In fact, the city last year bought a vacant commercial property the church was poised to buy, to keep it on the tax rolls. KLCC had planned to build a bigger sanctuary there.
"It's a valuable piece of property, and it would be detrimental to have it go to a nontaxable status," the mayor says. The city has since sold it to a developer.
Ramirez points out that a number of KLCC properties are not tax-exempt. The church pays $50,000 in taxes per year.
All this growth couldn't have happened without organizational skills - a requirement for megachurches. "Bishop Ramirez is gifted in that area," says Mr. Hashem.
The pastor began his career at Eastman Kodak, where he worked in marketing. The desire to help people more led him to emergency medical services, which he headed in Westchester County, N.Y., and Texas. In the process, he found he had media skills as well. All have come in handy here.

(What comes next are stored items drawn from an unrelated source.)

use std::fmt;
use thiserror::Error;

pub type Result<T> = std::result::Result<T, MerkleError>;

#[derive(Error, Debug, Clone, PartialEq)]
pub enum MerkleError {
    /// A non-empty transaction hash could not be turned into 32 raw bytes.
    /// `position` is the index in the caller's sequence, before empty entries were dropped.
    #[error("Malformed transaction hash at position {position} ({entry:?}): {reason}")]
    MalformedInput {
        position: usize,
        entry: String,
        reason: MalformedReason,
    },

    #[error("Empty Merkle tree has no leaves")]
    EmptyTree,

    #[error("Index {index} out of bounds (tree has {leaves} leaves)")]
    LeafOutOfBounds { index: usize, leaves: usize },

    #[error("Transaction {0} is not a leaf of this tree")]
    LeafNotFound(String),
}

/// Why an entry was rejected.
#[derive(Debug, Clone, PartialEq)]
pub enum MalformedReason {
    /// Shorter than the 2-character prefix.
    MissingPrefix,
    /// Strict mode only: prefix was not `0x`/`0X`.
    InvalidPrefix,
    InvalidHex(hex::FromHexError),
    /// Decoded cleanly but to the wrong number of bytes.
    InvalidLength(usize),
}

impl fmt::Display for MalformedReason {
    fn fmt(&self, f: &mut fmt::Formatter<'_>) -> fmt::Result {
        match self {
            MalformedReason::MissingPrefix => write!(f, "missing 2-character prefix"),
            MalformedReason::InvalidPrefix => write!(f, "prefix is not 0x"),
            MalformedReason::InvalidHex(e) => write!(f, "invalid hex: {}", e),
            MalformedReason::InvalidLength(n) => write!(f, "expected 32 bytes, got {}", n),
        }
    }
}

impl MerkleError {
    pub(crate) fn malformed(position: usize, entry: &str, reason: MalformedReason) -> Self {
        MerkleError::MalformedInput {
            position,
            entry: entry.to_string(),
            reason,
        }
    }
}
use serde::{Deserialize, Serialize};

use crate::error::{MerkleError, Result};
use crate::hash::{hash_sorted_pair, Hash32};
use crate::tree::{MerkleResult, OddNodeRule};

/// Merkle proof for inclusion verification
#[derive(Clone, Debug, PartialEq, Eq, Serialize, Deserialize)]
pub struct MerkleProof {
    /// Index of the leaf in the tree
    pub index: usize,

    /// Leaf value (hashed transaction hash)
    pub leaf: Hash32,

    /// Sibling hashes from leaf to root. Levels where the node was promoted
    /// without a partner contribute nothing.
    pub siblings: Vec<Hash32>,

    /// Expected root hash
    pub root: Hash32,
}

impl MerkleProof {
    /// Fold the siblings into a root; pairs are sorted so no side bit is needed.
    pub fn computed_root(&self) -> Hash32 {
        self.siblings
            .iter()
            .fold(self.leaf, |current, sibling| hash_sorted_pair(&current, sibling))
    }

    /// Verify this Merkle proof
    pub fn verify(&self) -> bool {
        self.computed_root() == self.root
    }

    /// Verify against a root obtained elsewhere (e.g. a block header).
    pub fn verify_against(&self, root: &Hash32) -> bool {
        self.root == *root && self.verify()
    }
}

impl MerkleResult {
    /// Generate a MerkleProof for the leaf at `index`
    pub fn proof(&self, index: usize) -> Result<MerkleProof> {
        let (leaf, root) = match (self.leaves().get(index), self.root().hash()) {
            (Some(leaf), Some(root)) => (*leaf, *root),
            (_, None) => return Err(MerkleError::EmptyTree),
            (None, Some(_)) => {
                return Err(MerkleError::LeafOutOfBounds {
                    index,
                    leaves: self.leaf_count(),
                })
            }
        };

        let mut siblings = Vec::new();
        let mut idx = index;
        for level in self.layers() {
            if level.len() == 1 {
                break;
            }
            match level.get(idx ^ 1) {
                Some(sibling) => siblings.push(*sibling),
                None if self.odd_node() == OddNodeRule::Duplicate => siblings.push(level[idx]),
                None => {}
            }
            idx /= 2;
        }

        Ok(MerkleProof {
            index,
            leaf,
            siblings,
            root,
        })
    }

    /// Proof for the first leaf produced by transaction hash `entry`.
    /// `entry` is decoded with the same prefix rule the tree was built with.
    pub fn proof_for_tx(&self, entry: &str) -> Result<MerkleProof> {
        if self.is_empty() {
            return Err(MerkleError::EmptyTree);
        }
        let leaf = self.builder().leaf_hash(entry)?;
        let index = self
            .position_of(&leaf)
            .ok_or_else(|| MerkleError::LeafNotFound(entry.to_string()))?;
        self.proof(index)
    }
}
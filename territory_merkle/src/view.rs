//! Layer views for rendering a tree root-first or leaves-first.

use serde::{Deserialize, Serialize};
use std::fmt;

use crate::hash::Hash32;
use crate::tree::MerkleResult;

/// `first6...last4` for anything longer than ten characters.
pub fn format_tree_hash(hash: &str) -> String {
    let chars: Vec<char> = hash.chars().collect();
    if chars.len() <= 10 {
        return hash.to_string();
    }
    let head: String = chars[..6].iter().collect();
    let tail: String = chars[chars.len() - 4..].iter().collect();
    format!("{}...{}", head, tail)
}

#[derive(Debug, Clone, Copy, PartialEq, Eq)]
pub enum LayerLabel {
    Leaves,
    /// Height above the leaves, starting at 1.
    Level(usize),
}

impl fmt::Display for LayerLabel {
    fn fmt(&self, f: &mut fmt::Formatter<'_>) -> fmt::Result {
        match self {
            LayerLabel::Leaves => write!(f, "Leaves (Hashed Transaction Hashes)"),
            LayerLabel::Level(n) => write!(f, "Level {}", n),
        }
    }
}

#[derive(Debug, Clone, Copy, PartialEq, Eq)]
pub struct LayerView<'a> {
    pub label: LayerLabel,
    pub nodes: &'a [Hash32],
}

/// Display order of layers.
#[derive(Debug, Clone, Copy, PartialEq, Eq, Default, Serialize, Deserialize)]
#[serde(rename_all = "kebab-case")]
pub enum Layout {
    #[default]
    RootFirst,
    LeavesFirst,
}

impl std::str::FromStr for Layout {
    type Err = String;

    fn from_str(s: &str) -> Result<Self, Self::Err> {
        match s.trim().to_ascii_lowercase().as_str() {
            "root-first" => Ok(Layout::RootFirst),
            "leaves-first" => Ok(Layout::LeavesFirst),
            other => Err(format!(
                "unknown layout '{}' (expected root-first or leaves-first)",
                other
            )),
        }
    }
}

impl MerkleResult {
    pub fn leaves_first(&self) -> impl DoubleEndedIterator<Item = LayerView<'_>> + '_ {
        self.layers()
            .iter()
            .enumerate()
            .map(|(height, nodes)| LayerView {
                label: if height == 0 {
                    LayerLabel::Leaves
                } else {
                    LayerLabel::Level(height)
                },
                nodes,
            })
    }

    pub fn root_first(&self) -> impl Iterator<Item = LayerView<'_>> + '_ {
        self.leaves_first().rev()
    }

    pub fn layer_views(&self, layout: Layout) -> Vec<LayerView<'_>> {
        match layout {
            Layout::RootFirst => self.root_first().collect(),
            Layout::LeavesFirst => self.leaves_first().collect(),
        }
    }
}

Starting with local public-access TV, the telegenic and media-savvy preacher moved on to a weekly radio show with another bishop, and then to regional TV programming - all available on the church's website.
As KLCC grew, he introduced small groups, where 10 to 20 members meet regularly to encourage spiritual growth and support each other. The groups offer an intimate community within large churches, members say, and are vital for developing leaders.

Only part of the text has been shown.